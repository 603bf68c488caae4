//! Patient records kept in the JSON file store.
//!
//! `bmi` and `verdict` are projections of `height` and `weight`: they are
//! computed whenever a patient is rendered and never written to storage.

use std::{cmp::Ordering, fmt, str::FromStr};

use serde::{Deserialize, Serialize};

use crate::{
    errors::ModelError,
    record::{self, KeyedRecord, Record},
};

#[derive(Clone, Copy, Debug, PartialEq, Eq, Serialize, Deserialize)]
#[serde(rename_all = "lowercase")]
pub enum Gender {
    Male,
    Female,
    Others,
}

#[derive(Clone, Debug, PartialEq, Serialize, Deserialize)]
pub struct Patient {
    pub id: String,
    pub name: String,
    pub city: String,
    pub age: i32,
    pub gender: Gender,
    /// Metres.
    pub height: f64,
    /// Kilograms.
    pub weight: f64,
}

/// Stored form of a patient: every field except the id, which is the map key.
#[derive(Clone, Debug, PartialEq, Serialize, Deserialize)]
pub struct PatientRecord {
    pub name: String,
    pub city: String,
    pub age: i32,
    pub gender: Gender,
    pub height: f64,
    pub weight: f64,
}

#[derive(Clone, Copy, Debug, PartialEq, Eq, Serialize, Deserialize)]
#[serde(rename_all = "lowercase")]
pub enum Verdict {
    Underweight,
    Normal,
    Overweight,
    Obese,
}

impl Verdict {
    pub fn from_bmi(bmi: f64) -> Self {
        if bmi < 18.5 {
            Verdict::Underweight
        } else if bmi < 25.0 {
            Verdict::Normal
        } else if bmi < 30.0 {
            Verdict::Overweight
        } else {
            Verdict::Obese
        }
    }

    pub fn as_str(&self) -> &'static str {
        match self {
            Verdict::Underweight => "underweight",
            Verdict::Normal => "normal",
            Verdict::Overweight => "overweight",
            Verdict::Obese => "obese",
        }
    }
}

impl fmt::Display for Verdict {
    fn fmt(&self, f: &mut fmt::Formatter<'_>) -> fmt::Result {
        f.write_str(self.as_str())
    }
}

/// `weight / height²` rounded half away from zero to two decimals.
pub fn bmi(height: f64, weight: f64) -> f64 {
    let raw = weight / height / height;
    (raw * 100.0).round() / 100.0
}

impl Patient {
    pub fn bmi(&self) -> f64 {
        bmi(self.height, self.weight)
    }

    pub fn verdict(&self) -> Verdict {
        Verdict::from_bmi(self.bmi())
    }

    pub fn view(self) -> PatientView {
        let bmi = self.bmi();
        PatientView { verdict: Verdict::from_bmi(bmi), bmi, patient: self }
    }
}

impl Record for Patient {
    type Id = String;

    const KIND: &'static str = "patient";

    fn id(&self) -> &String {
        &self.id
    }

    fn validate(&self) -> Result<(), ModelError> {
        record::require_text("id", &self.id)?;
        record::require_text("name", &self.name)?;
        record::require_text("city", &self.city)?;
        if self.age <= 0 || self.age >= 120 {
            return Err(ModelError::invalid_field("age", "must be greater than 0 and less than 120"));
        }
        record::require_positive("height", self.height)?;
        record::require_positive("weight", self.weight)?;
        if !self.bmi().is_finite() {
            return Err(ModelError::invalid_field("height", "is too small to derive a bmi"));
        }
        Ok(())
    }
}

impl KeyedRecord for Patient {
    type Body = PatientRecord;

    fn into_entry(self) -> (String, PatientRecord) {
        let body = PatientRecord {
            name: self.name,
            city: self.city,
            age: self.age,
            gender: self.gender,
            height: self.height,
            weight: self.weight,
        };
        (self.id, body)
    }

    fn from_entry(id: String, body: PatientRecord) -> Self {
        Self {
            id,
            name: body.name,
            city: body.city,
            age: body.age,
            gender: body.gender,
            height: body.height,
            weight: body.weight,
        }
    }
}

/// Response shape: the stored fields plus the derived ones.
#[derive(Clone, Debug, PartialEq, Serialize)]
pub struct PatientView {
    #[serde(flatten)]
    pub patient: Patient,
    pub bmi: f64,
    pub verdict: Verdict,
}

/// Sparse patch for a patient; absent fields keep their stored values.
#[derive(Clone, Debug, Default, PartialEq, Serialize, Deserialize)]
pub struct PatientUpdate {
    #[serde(default)]
    pub name: Option<String>,
    #[serde(default)]
    pub city: Option<String>,
    #[serde(default)]
    pub age: Option<i32>,
    #[serde(default)]
    pub gender: Option<Gender>,
    #[serde(default)]
    pub height: Option<f64>,
    #[serde(default)]
    pub weight: Option<f64>,
}

impl PatientUpdate {
    /// Overwrite every field present in the patch. The id is never touched.
    pub fn apply(self, mut patient: Patient) -> Patient {
        if let Some(name) = self.name {
            patient.name = name;
        }
        if let Some(city) = self.city {
            patient.city = city;
        }
        if let Some(age) = self.age {
            patient.age = age;
        }
        if let Some(gender) = self.gender {
            patient.gender = gender;
        }
        if let Some(height) = self.height {
            patient.height = height;
        }
        if let Some(weight) = self.weight {
            patient.weight = weight;
        }
        patient
    }
}

#[derive(Clone, Copy, Debug, PartialEq, Eq)]
pub enum SortField {
    Height,
    Weight,
    Bmi,
}

impl SortField {
    pub const ALL: [&'static str; 3] = ["height", "weight", "bmi"];

    pub fn key(&self, patient: &Patient) -> f64 {
        match self {
            SortField::Height => patient.height,
            SortField::Weight => patient.weight,
            SortField::Bmi => patient.bmi(),
        }
    }
}

impl FromStr for SortField {
    type Err = ModelError;

    fn from_str(s: &str) -> Result<Self, Self::Err> {
        match s {
            "height" => Ok(SortField::Height),
            "weight" => Ok(SortField::Weight),
            "bmi" => Ok(SortField::Bmi),
            other => Err(ModelError::InvalidArgument(format!(
                "invalid sort field '{other}'; select from {:?}",
                Self::ALL
            ))),
        }
    }
}

#[derive(Clone, Copy, Debug, Default, PartialEq, Eq)]
pub enum SortOrder {
    #[default]
    Asc,
    Desc,
}

impl FromStr for SortOrder {
    type Err = ModelError;

    fn from_str(s: &str) -> Result<Self, Self::Err> {
        match s {
            "asc" => Ok(SortOrder::Asc),
            "desc" => Ok(SortOrder::Desc),
            other => Err(ModelError::InvalidArgument(format!(
                "invalid order '{other}'; select between asc and desc"
            ))),
        }
    }
}

/// Stable sort: patients with equal keys keep their relative order in both directions.
pub fn sort_patients(patients: &mut [Patient], field: SortField, order: SortOrder) {
    patients.sort_by(|a, b| {
        let ord: Ordering = field.key(a).total_cmp(&field.key(b));
        match order {
            SortOrder::Asc => ord,
            SortOrder::Desc => ord.reverse(),
        }
    });
}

ASSIGNED TASK. Return all of the entries word for word.

RESPONSE TO THE TASK.
repository 603bf68c488caae4
//! Patient records kept in the JSON file store.
//!
//! `bmi` and `verdict` are projections of `height` and `weight`: they are
//! computed whenever a patient is rendered and never written to storage.

use std::{cmp::Ordering, fmt, str::FromStr};

use serde::{Deserialize, Serialize};

use crate::{
    errors::ModelError,
    record::{self, KeyedRecord, Record},
};

#[derive(Clone, Copy, Debug, PartialEq, Eq, Serialize, Deserialize)]
#[serde(rename_all = "lowercase")]
pub enum Gender {
    Male,
    Female,
    Others,
}

#[derive(Clone, Debug, PartialEq, Serialize, Deserialize)]
pub struct Patient {
    pub id: String,
    pub name: String,
    pub city: String,
    pub age: i32,
    pub gender: Gender,
    /// Metres.
    pub height: f64,
    /// Kilograms.
    pub weight: f64,
}

/// Stored form of a patient: every field except the id, which is the map key.
#[derive(Clone, Debug, PartialEq, Serialize, Deserialize)]
pub struct PatientRecord {
    pub name: String,
    pub city: String,
    pub age: i32,
    pub gender: Gender,
    pub height: f64,
    pub weight: f64,
}

#[derive(Clone, Copy, Debug, PartialEq, Eq, Serialize, Deserialize)]
#[serde(rename_all = "lowercase")]
pub enum Verdict {
    Underweight,
    Normal,
    Overweight,
    Obese,
}

impl Verdict {
    pub fn from_bmi(bmi: f64) -> Self {
        if bmi < 18.5 {
            Verdict::Underweight
        } else if bmi < 25.0 {
            Verdict::Normal
        } else if bmi < 30.0 {
            Verdict::Overweight
        } else {
            Verdict::Obese
        }
    }

    pub fn as_str(&self) -> &'static str {
        match self {
            Verdict::Underweight => "underweight",
            Verdict::Normal => "normal",
            Verdict::Overweight => "overweight",
            Verdict::Obese => "obese",
        }
    }
}

impl fmt::Display for Verdict {
    fn fmt(&self, f: &mut fmt::Formatter<'_>) -> fmt::Result {
        f.write_str(self.as_str())
    }
}

/// `weight / height²` rounded half away from zero to two decimals.
pub fn bmi(height: f64, weight: f64) -> f64 {
    let raw = weight / height / height;
    (raw * 100.0).round() / 100.0
}

impl Patient {
    pub fn bmi(&self) -> f64 {
        bmi(self.height, self.weight)
    }

    pub fn verdict(&self) -> Verdict {
        Verdict::from_bmi(self.bmi())
    }

    pub fn view(self) -> PatientView {
        let bmi = self.bmi();
        PatientView { verdict: Verdict::from_bmi(bmi), bmi, patient: self }
    }
}

impl Record for Patient {
    type Id = String;

    const KIND: &'static str = "patient";

    fn id(&self) -> &String {
        &self.id
    }

    fn validate(&self) -> Result<(), ModelError> {
        record::require_text("id", &self.id)?;
        record::require_text("name", &self.name)?;
        record::require_text("city", &self.city)?;
        if self.age <= 0 || self.age >= 120 {
            return Err(ModelError::invalid_field("age", "must be greater than 0 and less than 120"));
        }
        record::require_positive("height", self.height)?;
        record::require_positive("weight", self.weight)?;
        if !self.bmi().is_finite() {
            return Err(ModelError::invalid_field("height", "is too small to derive a bmi"));
        }
        Ok(())
    }
}

impl KeyedRecord for Patient {
    type Body = PatientRecord;

    fn into_entry(self) -> (String, PatientRecord) {
        let body = PatientRecord {
            name: self.name,
            city: self.city,
            age: self.age,
            gender: self.gender,
            height: self.height,
            weight: self.weight,
        };
        (self.id, body)
    }

    fn from_entry(id: String, body: PatientRecord) -> Self {
        Self {
            id,
            name: body.name,
            city: body.city,
            age: body.age,
            gender: body.gender,
            height: body.height,
            weight: body.weight,
        }
    }
}

/// Response shape: the stored fields plus the derived ones.
#[derive(Clone, Debug, PartialEq, Serialize)]
pub struct PatientView {
    #[serde(flatten)]
    pub patient: Patient,
    pub bmi: f64,
    pub verdict: Verdict,
}

/// Sparse patch for a patient; absent fields keep their stored values.
#[derive(Clone, Debug, Default, PartialEq, Serialize, Deserialize)]
pub struct PatientUpdate {
    #[serde(default)]
    pub name: Option<String>,
    #[serde(default)]
    pub city: Option<String>,
    #[serde(default)]
    pub age: Option<i32>,
    #[serde(default)]
    pub gender: Option<Gender>,
    #[serde(default)]
    pub height: Option<f64>,
    #[serde(default)]
    pub weight: Option<f64>,
}

impl PatientUpdate {
    /// Overwrite every field present in the patch. The id is never touched.
    pub fn apply(self, mut patient: Patient) -> Patient {
        if let Some(name) = self.name {
            patient.name = name;
        }
        if let Some(city) = self.city {
            patient.city = city;
        }
        if let Some(age) = self.age {
            patient.age = age;
        }
        if let Some(gender) = self.gender {
            patient.gender = gender;
        }
        if let Some(height) = self.height {
            patient.height = height;
        }
        if let Some(weight) = self.weight {
            patient.weight = weight;
        }
        patient
    }
}

#[derive(Clone, Copy, Debug, PartialEq, Eq)]
pub enum SortField {
    Height,
    Weight,
    Bmi,
}

impl SortField {
    pub const ALL: [&'static str; 3] = ["height", "weight", "bmi"];

    pub fn key(&self, patient: &Patient) -> f64 {
        match self {
            SortField::Height => patient.height,
            SortField::Weight => patient.weight,
            SortField::Bmi => patient.bmi(),
        }
    }
}

impl FromStr for SortField {
    type Err = ModelError;

    fn from_str(s: &str) -> Result<Self, Self::Err> {
        match s {
            "height" => Ok(SortField::Height),
            "weight" => Ok(SortField::Weight),
            "bmi" => Ok(SortField::Bmi),
            other => Err(ModelError::InvalidArgument(format!(
                "invalid sort field '{other}'; select from {:?}",
                Self::ALL
            ))),
        }
    }
}

#[derive(Clone, Copy, Debug, Default, PartialEq, Eq)]
pub enum SortOrder {
    #[default]
    Asc,
    Desc,
}

impl FromStr for SortOrder {
    type Err = ModelError;

    fn from_str(s: &str) -> Result<Self, Self::Err> {
        match s {
            "asc" => Ok(SortOrder::Asc),
            "desc" => Ok(SortOrder::Desc),
            other => Err(ModelError::InvalidArgument(format!(
                "invalid order '{other}'; select between asc and desc"
            ))),
        }
    }
}

/// Stable sort: patients with equal keys keep their relative order in both directions.
pub fn sort_patients(patients: &mut [Patient], field: SortField, order: SortOrder) {
    patients.sort_by(|a, b| {
        let ord: Ordering = field.key(a).total_cmp(&field.key(b));
        match order {
            SortOrder::Asc => ord,
            SortOrder::Desc => ord.reverse(),
        }
    });
}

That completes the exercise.